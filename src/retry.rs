//! Classification of transient failures
//!
//! The client never retries a remote job. The only place a failure is retried
//! is a single status check inside a polling loop: if the check itself failed
//! for a transient reason, the poller logs it and asks again after the current
//! interval.

use crate::error::Error;

/// Trait for errors that can be classified as retryable or not
///
/// Transient failures (timeouts, refused or reset connections) should return `true`.
/// Permanent failures (bad credentials, malformed responses, job errors) should return `false`.
pub trait IsRetryable {
    /// Returns true if the error is transient and the status check should be repeated
    fn is_retryable(&self) -> bool;
}

impl IsRetryable for Error {
    fn is_retryable(&self) -> bool {
        match self {
            // Timeouts and connection failures are worth another status check
            Error::Network(e) => e.is_timeout() || e.is_connect(),
            Error::Io(e) => matches!(
                e.kind(),
                std::io::ErrorKind::TimedOut
                    | std::io::ErrorKind::ConnectionRefused
                    | std::io::ErrorKind::ConnectionReset
                    | std::io::ErrorKind::ConnectionAborted
                    | std::io::ErrorKind::NotConnected
                    | std::io::ErrorKind::BrokenPipe
                    | std::io::ErrorKind::Interrupted
            ),
            // The service said the job failed; asking again will not change that
            Error::Remote(_) => false,
            Error::Timeout { .. } => false,
            Error::Download(_) => false,
            Error::InvalidResponse(_) => false,
            Error::Usage(_) | Error::Config { .. } => false,
            Error::Serialization(_) => false,
            Error::InvalidUrl(_) => false,
        }
    }
}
+ + + + + + +
### Task item
Restate the material word for word, leaving nothing out.

### Expected answer
filename src/retry.rs
//! Classification of transient failures
//!
//! The client never retries a remote job. The only place a failure is retried
//! is a single status check inside a polling loop: if the check itself failed
//! for a transient reason, the poller logs it and asks again after the current
//! interval.

use crate::error::Error;

/// Trait for errors that can be classified as retryable or not
///
/// Transient failures (timeouts, refused or reset connections) should return `true`.
/// Permanent failures (bad credentials, malformed responses, job errors) should return `false`.
pub trait IsRetryable {
    /// Returns true if the error is transient and the status check should be repeated
    fn is_retryable(&self) -> bool;
}

impl IsRetryable for Error {
    fn is_retryable(&self) -> bool {
        match self {
            // Timeouts and connection failures are worth another status check
            Error::Network(e) => e.is_timeout() || e.is_connect(),
            Error::Io(e) => matches!(
                e.kind(),
                std::io::ErrorKind::TimedOut
                    | std::io::ErrorKind::ConnectionRefused
                    | std::io::ErrorKind::ConnectionReset
                    | std::io::ErrorKind::ConnectionAborted
                    | std::io::ErrorKind::NotConnected
                    | std::io::ErrorKind::BrokenPipe
                    | std::io::ErrorKind::Interrupted
            ),
            // The service said the job failed; asking again will not change that
            Error::Remote(_) => false,
            Error::Timeout { .. } => false,
            Error::Download(_) => false,
            Error::InvalidResponse(_) => false,
            Error::Usage(_) | Error::Config { .. } => false,
            Error::Serialization(_) => false,
            Error::InvalidUrl(_) => false,
        }
    }
}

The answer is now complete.